Calculating Weighted Average Cost of Capital
We know that Weighted Average Cost of Capital is Weight of Debt * Cost of Debt After Tax + Weight of Equity * Cost of Equity
= .25*.06 + .75*.20
= .015 + .15
= .165
= 16.5%
The Weighted Average Cost of Capital for Indews Financial Corp. was 16.5%.
Problem 2:
The expected return on the market is 13%, with a risk-free rate of 7%, along with a corporate tax of 35%. Ryzone Financial Inc. has a beta of 1.29, and a Debt-Equity Ratio of 1. What is Ryzone Financial Inc's Cost of Equity and the Weighted Average Cost of Capital, when the firm has a before-tax cost of debt of 7%?
From the above problem we can extract the following variables:
Expected Market Return: 13%
Risk Free Rate: 7%
Corporte Tax: 35%
Beta: 1.29
Debt-Equity Rate: 1
Before Tax Cost of Debt: 7%
Required Calculations: Required Rate of Return or Cost of Equity and Weighted Average Cost of Capital
We can calculate the Cost of Equity (Required Rate of Return) through Capital Asset Pricing Model (CAPM).

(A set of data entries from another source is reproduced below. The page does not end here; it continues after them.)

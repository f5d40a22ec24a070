use crate::error::{RaceChartError, RaceChartResult};

pub use kurbo::{Point, Vec2};

/// Output document size in pixels.
#[derive(Clone, Copy, Debug, PartialEq, Eq, serde::Serialize, serde::Deserialize)]
pub struct Canvas {
    pub width: u32,
    pub height: u32,
}

#[derive(Clone, Copy, Debug, PartialEq, serde::Serialize, serde::Deserialize)]
pub struct Margins {
    pub top: f64,
    pub right: f64,
    pub bottom: f64,
    pub left: f64,
}

impl Default for Margins {
    fn default() -> Self {
        Self {
            top: 10.0,
            right: 75.0,
            bottom: 20.0,
            left: 40.0,
        }
    }
}

/// How the canvas size is chosen.
#[derive(Clone, Copy, Debug, PartialEq, serde::Serialize, serde::Deserialize)]
#[serde(rename_all = "snake_case")]
pub enum Layout {
    Fixed { width: u32, height: u32 },
    /// Fraction of a viewport: 80% of its width, 75% of its height.
    Viewport { width: u32, height: u32 },
}

impl Default for Layout {
    fn default() -> Self {
        Self::SMALL
    }
}

impl Layout {
    pub const SMALL: Self = Self::Fixed {
        width: 800,
        height: 400,
    };
    pub const TALL: Self = Self::Fixed {
        width: 800,
        height: 500,
    };
    pub const VIEWPORT_FRACTION_W: f64 = 0.8;
    pub const VIEWPORT_FRACTION_H: f64 = 0.75;

    pub fn canvas(self) -> RaceChartResult<Canvas> {
        let canvas = match self {
            Self::Fixed { width, height } => Canvas { width, height },
            Self::Viewport { width, height } => Canvas {
                width: (f64::from(width) * Self::VIEWPORT_FRACTION_W).round() as u32,
                height: (f64::from(height) * Self::VIEWPORT_FRACTION_H).round() as u32,
            },
        };
        if canvas.width == 0 || canvas.height == 0 {
            return Err(RaceChartError::config("canvas width/height must be > 0"));
        }
        Ok(canvas)
    }
}

/// Drawable region inside the margins, in plot-local pixels.
#[derive(Clone, Copy, Debug, PartialEq, serde::Serialize)]
pub struct PlotArea {
    pub width: f64,
    pub height: f64,
    pub origin: Vec2, // translate of the plot group inside the canvas
}

impl PlotArea {
    pub fn new(canvas: Canvas, margins: Margins) -> RaceChartResult<Self> {
        let width = f64::from(canvas.width) - margins.left - margins.right;
        let height = f64::from(canvas.height) - margins.top - margins.bottom;
        if !(width > 0.0 && height > 0.0) {
            return Err(RaceChartError::config(format!(
                "margins leave no plot area on a {}x{} canvas",
                canvas.width, canvas.height
            )));
        }
        Ok(Self {
            width,
            height,
            origin: Vec2::new(margins.left, margins.top),
        })
    }
}

#[cfg(test)]
mod tests {
    use super::*;

    #[test]
    fn fixed_layouts_match_presets() {
        assert_eq!(
            Layout::SMALL.canvas().unwrap(),
            Canvas {
                width: 800,
                height: 400
            }
        );
        assert_eq!(Layout::TALL.canvas().unwrap().height, 500);
    }

    #[test]
    fn viewport_layout_takes_fraction() {
        let c = Layout::Viewport {
            width: 1000,
            height: 800,
        }
        .canvas()
        .unwrap();
        assert_eq!(c.width, 800);
        assert_eq!(c.height, 600);
    }

    #[test]
    fn zero_canvas_is_rejected() {
        let l = Layout::Fixed {
            width: 0,
            height: 10,
        };
        assert!(l.canvas().is_err());
    }

    #[test]
    fn plot_area_subtracts_margins() {
        let area = PlotArea::new(Layout::SMALL.canvas().unwrap(), Margins::default()).unwrap();
        assert_eq!(area.width, 685.0);
        assert_eq!(area.height, 370.0);
        assert_eq!(area.origin, Vec2::new(40.0, 10.0));
    }

    #[test]
    fn oversized_margins_are_rejected() {
        let canvas = Canvas {
            width: 100,
            height: 20,
        };
        assert!(PlotArea::new(canvas, Margins::default()).is_err());
    }
}
use std::collections::BTreeSet;

use crate::{
    error::{LoadStage, RaceChartError, RaceChartResult},
    format::parse_clock,
};

/// One cyclist's climb.
#[derive(Clone, Debug, PartialEq, serde::Serialize, serde::Deserialize)]
#[serde(rename_all = "PascalCase")]
pub struct Record {
    pub name: String,
    pub nationality: String,
    pub year: i32,
    pub time: String, // "MM:SS"
    pub seconds: f64,
    pub place: u32,
    #[serde(default, deserialize_with = "null_as_empty")]
    pub doping: String, // empty when no allegation
    #[serde(default, rename = "URL", skip_serializing_if = "Option::is_none")]
    pub url: Option<String>,
}

fn null_as_empty<'de, D>(de: D) -> Result<String, D::Error>
where
    D: serde::Deserializer<'de>,
{
    let v: Option<String> = serde::Deserialize::deserialize(de)?;
    Ok(v.unwrap_or_default())
}

impl Record {
    pub fn is_doped(&self) -> bool {
        !self.doping.trim().is_empty()
    }

    pub fn doping_note(&self) -> &str {
        if self.is_doped() {
            self.doping.trim()
        } else {
            "None"
        }
    }
}

/// Validated, read-only record sequence.
#[derive(Clone, Debug, Default, serde::Serialize)]
pub struct Dataset {
    records: Vec<Record>,
}

impl Dataset {
    /// Validates the records. `source_uri` is only used for error reporting.
    pub fn new(records: Vec<Record>, source_uri: &str) -> RaceChartResult<Self> {
        let invalid = |msg: String| RaceChartError::load(LoadStage::Validate, source_uri, msg);

        let mut places = BTreeSet::new();
        for (i, r) in records.iter().enumerate() {
            if r.place == 0 {
                return Err(invalid(format!("record {i} ('{}') has place 0", r.name)));
            }
            if !places.insert(r.place) {
                return Err(invalid(format!(
                    "record {i} ('{}') repeats place {}",
                    r.name, r.place
                )));
            }
            if !r.seconds.is_finite() || r.seconds < 0.0 {
                return Err(invalid(format!(
                    "record {i} ('{}') has invalid seconds {}",
                    r.name, r.seconds
                )));
            }
            match parse_clock(&r.time) {
                Some(t) if (f64::from(t) - r.seconds).abs() <= 1.0 => {}
                _ => tracing::warn!(
                    name = %r.name,
                    time = %r.time,
                    seconds = r.seconds,
                    "time string disagrees with seconds"
                ),
            }
        }

        Ok(Self { records })
    }

    pub fn records(&self) -> &[Record] {
        &self.records
    }

    pub fn len(&self) -> usize {
        self.records.len()
    }

    pub fn is_empty(&self) -> bool {
        self.records.is_empty()
    }

    /// The winner: `Place == 1`, or the lowest place present.
    pub fn reference(&self) -> Option<&Record> {
        self.records
            .iter()
            .find(|r| r.place == 1)
            .or_else(|| self.records.iter().min_by_key(|r| r.place))
    }

    pub fn time_offset(&self) -> f64 {
        self.reference().map_or(0.0, |r| r.seconds)
    }

    /// Milliseconds behind the reference record.
    pub fn elapsed_ms(&self, record: &Record) -> f64 {
        (record.seconds - self.time_offset()) * 1000.0
    }

    pub fn elapsed_extent_ms(&self) -> Option<(f64, f64)> {
        let offset = self.time_offset();
        self.records.iter().fold(None, |acc, r| {
            let v = (r.seconds - offset) * 1000.0;
            Some(match acc {
                None => (v, v),
                Some((lo, hi)) => (f64::min(lo, v), f64::max(hi, v)),
            })
        })
    }

    pub fn max_elapsed_ms(&self) -> f64 {
        self.elapsed_extent_ms().map_or(0.0, |(_, hi)| hi)
    }

    pub fn place_extent(&self) -> Option<(u32, u32)> {
        let lo = self.records.iter().map(|r| r.place).min()?;
        let hi = self.records.iter().map(|r| r.place).max()?;
        Some((lo, hi))
    }

    pub fn max_place(&self) -> u32 {
        self.place_extent().map_or(0, |(_, hi)| hi)
    }

    pub fn doped_count(&self) -> usize {
        self.records.iter().filter(|r| r.is_doped()).count()
    }
}
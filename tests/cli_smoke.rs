use std::path::PathBuf;

fn exe() -> PathBuf {
    std::env::var_os("CARGO_BIN_EXE_racechart")
        .map(PathBuf::from)
        .unwrap_or_else(|| {
            let mut p = PathBuf::from("target").join("debug");
            p.push(if cfg!(windows) {
                "racechart.exe"
            } else {
                "racechart"
            });
            p
        })
}

fn out_dir(name: &str) -> PathBuf {
    let dir = PathBuf::from("target").join("cli_smoke").join(name);
    std::fs::create_dir_all(&dir).unwrap();
    dir
}

#[test]
fn cli_render_writes_svg() {
    let out_path = out_dir("svg").join("chart.svg");
    let _ = std::fs::remove_file(&out_path);

    let status = std::process::Command::new(exe())
        .args(["render", "--source", "tests/data/cyclists.json", "--out"])
        .arg(&out_path)
        .status()
        .unwrap();

    assert!(status.success());
    let svg = std::fs::read_to_string(&out_path).unwrap();
    assert_eq!(svg.matches("<circle").count(), 8);
    assert!(svg.contains("<animate"));
}

#[test]
fn cli_render_writes_png() {
    let out_path = out_dir("png").join("chart.png");
    let _ = std::fs::remove_file(&out_path);

    let status = std::process::Command::new(exe())
        .args([
            "render",
            "--source",
            "tests/data/cyclists.json",
            "--layout",
            "tall",
            "--out",
        ])
        .arg(&out_path)
        .status()
        .unwrap();

    assert!(status.success());
    let bytes = std::fs::read(&out_path).unwrap();
    assert_eq!(&bytes[..8], b"\x89PNG\r\n\x1a\n");
}

#[test]
fn cli_load_failure_writes_nothing() {
    let out_path = out_dir("fail").join("chart.svg");
    let _ = std::fs::remove_file(&out_path);

    let status = std::process::Command::new(exe())
        .args(["render", "--source", "tests/data/no_such_file.json", "--out"])
        .arg(&out_path)
        .status()
        .unwrap();

    assert!(!status.success());
    assert!(!out_path.exists());
}

#[test]
fn cli_rejects_nan_snapshot_time() {
    let out_path = out_dir("nan").join("chart.svg");
    let _ = std::fs::remove_file(&out_path);

    let status = std::process::Command::new(exe())
        .args([
            "render",
            "--source",
            "tests/data/cyclists.json",
            "--snapshot-ms",
            "NaN",
            "--out",
        ])
        .arg(&out_path)
        .status()
        .unwrap();

    assert!(!status.success());
    assert!(!out_path.exists());
}

#[test]
fn cli_inspect_prints_summary() {
    let output = std::process::Command::new(exe())
        .args(["inspect", "--source", "tests/data/cyclists.json"])
        .output()
        .unwrap();

    assert!(output.status.success());
    let summary: serde_json::Value = serde_json::from_slice(&output.stdout).unwrap();
    assert_eq!(summary["records"], 8);
    assert_eq!(summary["doped"], 5);
    assert_eq!(summary["time_offset_seconds"], 2210.0);
    assert_eq!(summary["max_elapsed"], "02:33");
}
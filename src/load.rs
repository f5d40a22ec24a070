use std::path::PathBuf;

use crate::{
    error::{LoadStage, RaceChartError, RaceChartResult},
    model::{Dataset, Record},
};

pub const DEFAULT_SOURCE: &str =
    "https://raw.githubusercontent.com/FreeCodeCamp/ProjectReferenceData/master/cyclist-data.json";

/// Where the record array comes from.
#[derive(Clone, Debug, PartialEq, Eq)]
pub enum Source {
    Http(String),
    File(PathBuf),
}

impl Source {
    pub fn parse(uri: &str) -> Self {
        if uri.starts_with("http://") || uri.starts_with("https://") {
            Self::Http(uri.to_string())
        } else if let Some(p) = uri.strip_prefix("file://") {
            Self::File(PathBuf::from(p))
        } else {
            Self::File(PathBuf::from(uri))
        }
    }

    pub fn describe(&self) -> String {
        match self {
            Self::Http(url) => url.clone(),
            Self::File(p) => p.display().to_string(),
        }
    }

    fn fetch(&self) -> RaceChartResult<Vec<u8>> {
        let uri = self.describe();
        match self {
            Self::Http(url) => {
                let resp = reqwest::blocking::get(url)
                    .map_err(|e| RaceChartError::load(LoadStage::Transport, &uri, e.to_string()))?;
                if !resp.status().is_success() {
                    return Err(RaceChartError::load(
                        LoadStage::Status,
                        &uri,
                        format!("server answered {}", resp.status()),
                    ));
                }
                let bytes = resp
                    .bytes()
                    .map_err(|e| RaceChartError::load(LoadStage::Read, &uri, e.to_string()))?;
                Ok(bytes.to_vec())
            }
            Self::File(path) => std::fs::read(path)
                .map_err(|e| RaceChartError::load(LoadStage::Read, &uri, e.to_string())),
        }
    }
}

/// Parses a JSON record array. Any problem is a load failure; nothing partial is returned.
pub fn parse_dataset(bytes: &[u8], source_uri: &str) -> RaceChartResult<Dataset> {
    let records: Vec<Record> = serde_json::from_slice(bytes)
        .map_err(|e| RaceChartError::load(LoadStage::Parse, source_uri, e.to_string()))?;
    Dataset::new(records, source_uri)
}

#[tracing::instrument]
pub fn load_dataset(uri: &str) -> RaceChartResult<Dataset> {
    let source = Source::parse(uri);
    let bytes = source.fetch()?;
    let dataset = parse_dataset(&bytes, &source.describe())?;
    tracing::debug!(
        records = dataset.len(),
        bytes = bytes.len(),
        "dataset loaded"
    );
    Ok(dataset)
}

#[cfg(test)]
mod tests {
    use super::*;

    #[test]
    fn source_parse_schemes() {
        assert_eq!(
            Source::parse("https://x/y.json"),
            Source::Http("https://x/y.json".to_string())
        );
        assert_eq!(
            Source::parse("file:///tmp/a.json"),
            Source::File(PathBuf::from("/tmp/a.json"))
        );
        assert_eq!(
            Source::parse("data/a.json"),
            Source::File(PathBuf::from("data/a.json"))
        );
    }

    #[test]
    fn parse_error_is_load_failure() {
        let err = parse_dataset(b"{not json", "mem").unwrap_err();
        match err {
            RaceChartError::LoadFailure { stage, .. } => assert_eq!(stage, LoadStage::Parse),
            other => panic!("unexpected error: {other}"),
        }
    }

    #[test]
    fn wrong_shape_is_load_failure() {
        let err = parse_dataset(br#"{"Name":"x"}"#, "mem").unwrap_err();
        assert!(err.is_load_failure());
    }

    #[test]
    fn missing_file_is_read_failure() {
        let err = load_dataset("target/definitely/not/here.json").unwrap_err();
        match err {
            RaceChartError::LoadFailure { stage, .. } => assert_eq!(stage, LoadStage::Read),
            other => panic!("unexpected error: {other}"),
        }
    }

    #[test]
    fn unreachable_host_is_transport_failure() {
        // nothing listens on port 1
        let err = load_dataset("http://127.0.0.1:1/cyclists.json").unwrap_err();
        match err {
            RaceChartError::LoadFailure {
                stage, source_uri, ..
            } => {
                assert_eq!(stage, LoadStage::Transport);
                assert_eq!(source_uri, "http://127.0.0.1:1/cyclists.json");
            }
            other => panic!("unexpected error: {other}"),
        }
    }

    #[test]
    fn null_doping_parses_as_clean() {
        let body = br#"[{"Time":"36:50","Place":1,"Seconds":2210,"Name":"A","Year":1995,"Nationality":"ITA","Doping":null}]"#;
        let ds = parse_dataset(body, "mem").unwrap();
        assert_eq!(ds.doped_count(), 0);
    }

    #[test]
    fn empty_array_parses() {
        let ds = parse_dataset(b"[]", "mem").unwrap();
        assert!(ds.is_empty());
    }
}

The formula for Capital Asset Pricing Model is Risk-free Rate + (Market Return * Risk-Free Rate) * Beta
So, the Required Rate of Return or Cost of Equity would be:
=.07 + (.13-.07)*1.29
=.07 + .0774
=.1474 or 14.74%
Cost of Equity = 14.74%
Since the Debt-Equity Ratio is 1, Ryzone Financial Inc. has equal weights of debt and equity.
:
The Calculation of Weighted Average Cost of Capital (WACC) would be :
= .5 * [.07(1-.35)] + .5 (.1474)
= .02275 + .0737
= .09645
= 9.65%
The Weighted Average Cost of Capital for Ryzone Financial Inc. would be 9.65% or 9.645% to be precise.